2011/11/01

15(第一部)

 ノーランズのヒットを決定付けた当時としては画期的なプロモーション手法、それは衛星ライブによる海外からのテレビ生出演でした。フジテレビの人気音楽番組「夜のヒットスタジオ」にイギリスから衛星生中継で出演するなどということは、国内の超大物アーティストのケース以外には考えられない方法であり、放送局にとっても我々にとっても費用、生中継の技術的リスクを考えるとかなり覚悟のいる方法でした。結果として、プロモーションの仕上げとなるようなテレビ露出のタイミングで、3ないし4回はこの衛星生中継を行ったと思います。特に印象に残っているのは、1981年のクリスマスの生中継、ロンドンのトラファルガー広場からの実況ライブは通行人が多数取り巻くなか、雪のロンドンのクリスマスの雰囲気を伝えながら、毛皮のコートを着たノーランズの4人が生放送で歌っている姿は、日本のお茶の間に強烈なインパクトを与え、放送の翌日からレコード店にお客様が殺到、全国的に品切れ続出という状況を作り出しました。

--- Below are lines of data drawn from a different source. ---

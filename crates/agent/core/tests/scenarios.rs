mod common;

use agent_core::{
    AbilityConfig, AbilityId, AbilityTier, Action, AgentEvent, AllyHealSelector, AttackPlanner,
    Cluster, Configuration, Context, CreatureRef, GroupId, Point3, PriorityClass,
    ReadinessStrategy, Timestamp, plan_tick,
};
use common::{Creature, World, snapshot};

const TARGET: CreatureRef = CreatureRef(1);

fn healer_config() -> Configuration {
    Configuration::default()
        .with_ability(AbilityConfig::new(
            100,
            GroupId::HEALING,
            90,
            1_000,
            AbilityTier::StandardRemedy,
        ))
        .with_ability(AbilityConfig::new(
            101,
            GroupId::HEALING,
            40,
            1_000,
            AbilityTier::StandardRemedy,
        ))
        .with_ability(AbilityConfig::new(
            102,
            GroupId::HEALING,
            20,
            1_000,
            AbilityTier::StandardRemedy,
        ))
}

fn fighter_config() -> Configuration {
    Configuration::default()
        .with_ability(AbilityConfig::new(
            1,
            GroupId::ATTACK,
            50,
            2_000,
            AbilityTier::AreaAbility,
        ))
        .with_ability(AbilityConfig::new(
            2,
            GroupId::SPECIAL,
            30,
            2_000,
            AbilityTier::SingleAbility,
        ))
        .with_ability(AbilityConfig::new(
            3,
            GroupId::ATTACK,
            20,
            2_000,
            AbilityTier::SingleAbility,
        ))
}

#[test]
fn scenario_a_heals_wounded_ally_with_cheapest_ready_remedy() {
    let mut config = healer_config();
    config.heal.strong_below_hp = 0;
    let world = World::new(vec![Creature::ally(7, "Mira", 3, 0, 20)]);
    let mut ctx = Context::new(&config, ReadinessStrategy::EventDriven);
    // The cheapest remedy is still cooling down.
    ctx.cooldowns
        .mark_ability_used(AbilityId(102), 5_000, Timestamp(0));

    let selector = AllyHealSelector::new(&config);
    let snap = snapshot(100, 100);
    let candidate = selector
        .find_best_target(&mut ctx, world.env(), &snap, Timestamp(10))
        .expect("ally at 20% must be selected");
    assert_eq!(candidate.creature, CreatureRef(7));
    assert_eq!(candidate.distance, 3);

    let action = selector.plan_heal(&candidate, &mut ctx, world.env(), &snap, Timestamp(10));
    assert_eq!(
        action,
        Some(Action::HealSpell {
            id: AbilityId(101),
            target_name: "Mira".into(),
            cost: 40,
        })
    );
}

#[test]
fn scenario_b_declines_when_self_is_low() {
    let config = healer_config();
    let world = World::new(vec![Creature::ally(7, "Mira", 1, 0, 10)]);
    let mut ctx = Context::new(&config, ReadinessStrategy::EventDriven);

    let selector = AllyHealSelector::new(&config);
    let snap = snapshot(40, 100);
    assert_eq!(
        selector.find_best_target(&mut ctx, world.env(), &snap, Timestamp(0)),
        None
    );
    assert_eq!(selector.plan(&mut ctx, world.env(), &snap, Timestamp(0)), None);
}

#[test]
fn scenario_c_bystander_blocks_area_tier() {
    let config = fighter_config();
    let mut creatures: Vec<Creature> = (0..5)
        .map(|i| Creature::hostile(1 + i, 4 + (i as i32 % 2), (i as i32) / 2, 90))
        .collect();
    creatures.push(Creature::bystander(50, 5, 1));
    let world = World::new(creatures);
    let mut ctx = Context::new(&config, ReadinessStrategy::EventDriven);

    let action = AttackPlanner::new(&config).plan(
        TARGET,
        &mut ctx,
        world.env(),
        &snapshot(80, 50),
        Timestamp(0),
    );
    assert_eq!(
        action,
        Some(Action::SingleAbility {
            id: AbilityId(2),
            target: TARGET
        })
    );

    let mut tolerant = config.clone();
    tolerant.clustering.ignore_bystanders = true;
    let mut ctx = Context::new(&tolerant, ReadinessStrategy::EventDriven);
    let action = AttackPlanner::new(&tolerant).plan(
        TARGET,
        &mut ctx,
        world.env(),
        &snapshot(80, 50),
        Timestamp(0),
    );
    assert_eq!(
        action,
        Some(Action::AreaAbility {
            id: AbilityId(1),
            target: TARGET
        })
    );
}

#[test]
fn scenario_d_other_group_still_fires() {
    let config = fighter_config();
    let world = World::new(vec![Creature::hostile(1, 2, 0, 90)]);
    let mut ctx = Context::new(&config, ReadinessStrategy::EventDriven);
    ctx.cooldowns
        .mark_group_used(GroupId::SPECIAL, 2_000, Timestamp(0));

    let action = AttackPlanner::new(&config).plan(
        TARGET,
        &mut ctx,
        world.env(),
        &snapshot(80, 50),
        Timestamp(100),
    );
    assert_eq!(
        action,
        Some(Action::SingleAbility {
            id: AbilityId(3),
            target: TARGET
        })
    );
}

#[test]
fn tick_plans_heal_and_attack_independently() {
    let mut config = fighter_config();
    config.abilities.extend(healer_config().abilities);
    let world = World::new(vec![
        Creature::hostile(1, 2, 0, 90),
        Creature::ally(7, "Mira", 1, 1, 40),
    ])
    .with_resources((800, 1000), (500, 1000));
    let mut ctx = Context::new(&config, ReadinessStrategy::EventDriven);

    let plan = plan_tick(&mut ctx, &config, world.env(), Some(TARGET), Timestamp(0));
    assert_eq!(plan.class, PriorityClass::Offense);
    assert!(matches!(plan.heal, Some(Action::HealSpell { ref target_name, .. }) if target_name == "Mira"));
    assert!(matches!(plan.attack, Some(Action::SingleAbility { .. })));
    assert_eq!(plan.actions().count(), 2);
}

#[test]
fn inbox_is_applied_before_reads() {
    let config = fighter_config();
    let world = World::new(vec![Creature::hostile(1, 2, 0, 90)]);
    let mut ctx = Context::new(&config, ReadinessStrategy::EventDriven);

    // First tick observes full health.
    let plan = plan_tick(&mut ctx, &config, world.env(), Some(TARGET), Timestamp(0));
    assert_eq!(plan.snapshot.hp_pct, 100);

    // A health drop pushed between ticks is visible to the very next tick,
    // which no longer attacks.
    ctx.push_event(
        Timestamp(20),
        AgentEvent::HealthChanged {
            hp: 100,
            hp_max: 1000,
        },
    );
    let plan = plan_tick(&mut ctx, &config, world.env(), Some(TARGET), Timestamp(30));
    assert_eq!(plan.snapshot.hp_pct, 10);
    assert_eq!(plan.class, PriorityClass::EmergencyHeal);
    assert_eq!(plan.attack, None);
}

#[test]
fn outcomes_feed_back_into_next_tick() {
    let config = fighter_config();
    let world = World::new(vec![Creature::hostile(1, 2, 0, 90)]);
    let mut ctx = Context::new(&config, ReadinessStrategy::EventDriven);

    let plan = plan_tick(&mut ctx, &config, world.env(), Some(TARGET), Timestamp(0));
    let first = plan.attack.expect("attack planned");
    assert_eq!(first.id(), AbilityId(2));
    ctx.record_outcome(&config, &first, true, Timestamp(0));

    // Ability 2 is now cooling down; ability 3 in another group fires.
    let plan = plan_tick(&mut ctx, &config, world.env(), Some(TARGET), Timestamp(50));
    let second = plan.attack.expect("attack planned");
    assert_eq!(second.id(), AbilityId(3));

    // A failed attempt backs off the whole attack category.
    ctx.record_outcome(&config, &second, false, Timestamp(50));
    let plan = plan_tick(&mut ctx, &config, world.env(), Some(TARGET), Timestamp(100));
    assert_eq!(plan.attack, None);
    let plan = plan_tick(&mut ctx, &config, world.env(), Some(TARGET), Timestamp(150));
    assert!(plan.attack.is_some());
}

// ============================================================================
// Heal concern ordering
// ============================================================================

/// Ally remedy plus a cheaper self remedy, both in the healing group.
fn medic_config() -> Configuration {
    let mut config = Configuration::default()
        .with_ability(AbilityConfig::new(
            101,
            GroupId::HEALING,
            40,
            1_000,
            AbilityTier::StandardRemedy,
        ))
        .with_ability(AbilityConfig::new(
            200,
            GroupId::HEALING,
            20,
            1_000,
            AbilityTier::SelfRemedy,
        ));
    config.heal.self_name = "Healer".into();
    config
}

/// Name the planned heal spell targets at the given self and ally hp%.
fn heal_target(self_hp: u8, ally_hp: u8) -> Option<String> {
    let config = medic_config();
    let world = World::new(vec![Creature::ally(7, "Mira", 2, 0, ally_hp)])
        .with_resources((u32::from(self_hp) * 10, 1000), (1000, 1000));
    let mut ctx = Context::new(&config, ReadinessStrategy::EventDriven);

    let plan = plan_tick(&mut ctx, &config, world.env(), None, Timestamp(0));
    assert_eq!(plan.snapshot.hp_pct, self_hp);
    match plan.heal {
        Some(Action::HealSpell { target_name, .. }) => Some(target_name),
        Some(other) => panic!("unexpected heal action {other:?}"),
        None => None,
    }
}

#[test]
fn critical_ally_outranks_a_hurt_self() {
    // Self below medium but above low: the dying ally still goes first.
    assert_eq!(heal_target(60, 10).as_deref(), Some("Mira"));
    assert_eq!(heal_target(50, 24).as_deref(), Some("Mira"));
}

#[test]
fn low_self_hp_keeps_the_remedy_for_self() {
    assert_eq!(heal_target(49, 10).as_deref(), Some("Healer"));
    assert_eq!(heal_target(36, 10).as_deref(), Some("Healer"));
    // Critical class with the interrupt on.
    assert_eq!(heal_target(30, 10).as_deref(), Some("Healer"));
}

#[test]
fn merely_low_ally_waits_for_a_healthy_self() {
    assert_eq!(heal_target(60, 40).as_deref(), Some("Healer"));
    assert_eq!(heal_target(69, 40).as_deref(), Some("Healer"));
    assert_eq!(heal_target(71, 40).as_deref(), Some("Mira"));
}

#[test]
fn critical_ally_yields_to_self_when_no_ally_remedy_is_ready() {
    let config = medic_config();
    let world = World::new(vec![Creature::ally(7, "Mira", 5, 0, 10)])
        .with_resources((600, 1000), (1000, 1000));
    let mut ctx = Context::new(&config, ReadinessStrategy::EventDriven);
    // The only ally remedy is cooling down. Its group is not.
    ctx.cooldowns
        .mark_ability_used(AbilityId(101), 5_000, Timestamp(0));

    let plan = plan_tick(&mut ctx, &config, world.env(), None, Timestamp(10));
    assert_eq!(
        plan.heal,
        Some(Action::HealSpell {
            id: AbilityId(200),
            target_name: "Healer".into(),
            cost: 20,
        })
    );
}

#[test]
fn survey_sees_the_far_side_of_a_distant_cluster() {
    let config = fighter_config();
    // Target near the edge of the default scan radius; the bystander is within
    // the cluster radius of the target but farther than that from the agent.
    let world = World::new(vec![
        Creature::hostile(1, 7, 0, 90),
        Creature::hostile(2, 8, 1, 90),
        Creature::hostile(3, 9, 0, 90),
        Creature::bystander(50, 10, 0),
    ]);

    let cluster = Cluster::survey(&world, Point3::new(7, 0, 0), &config.clustering);
    assert_eq!(cluster.hostiles, 3);
    assert_eq!(cluster.bystanders, 1);
    assert!(!cluster.permits_area(&config.clustering));

    let mut ctx = Context::new(&config, ReadinessStrategy::EventDriven);
    let action = AttackPlanner::new(&config).plan(
        TARGET,
        &mut ctx,
        world.env(),
        &snapshot(80, 50),
        Timestamp(0),
    );
    assert!(matches!(action, Some(Action::SingleAbility { .. })), "{action:?}");
}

 もう一つの新手法が「プロモーション来日」です。それまで海外のトップスター中心のビジネスをしていた洋楽業界では、「コンサート来日」が最大のイベントであり、それがアーティストと生に接触することのできるほとんど唯一の方法でした。メディアの露出も「コンサートの中継」をベースに各種のインタビューや記者会見、写真撮影会など、すべてコンサートによる来日、を軸として展開されます。しかし、海外の大物スターは徐々にワールド・ツアーの一貫に日本を含めるようになってきてはいましたが、中堅以下となるとなかなかライブを見る機会がありませんでした。専門雑誌は海外に駐在員を置いたり、編集者が取材に出かけるなどしていましたが、コストもかかるためすべてをカバーすることはとてもできません。そこでレコード会社がプロモーションを仕掛ける手段としていたのが「海外への取材者派遣」です。有力な評論家や編集者、記者などに取材を依頼し、そうした人々の目を通してアーティストを紹介するという手法を取っていたのです。その手法に対して「プロモーション来日」は、逆にアーティストをプロモーションの目的のためだけに来日させる、というものです。但し、これは当然、日本でのプロモーションの必要性をアーティストが認めていることが前提ですし、大半は新人か売り出し中のアーティストということになります。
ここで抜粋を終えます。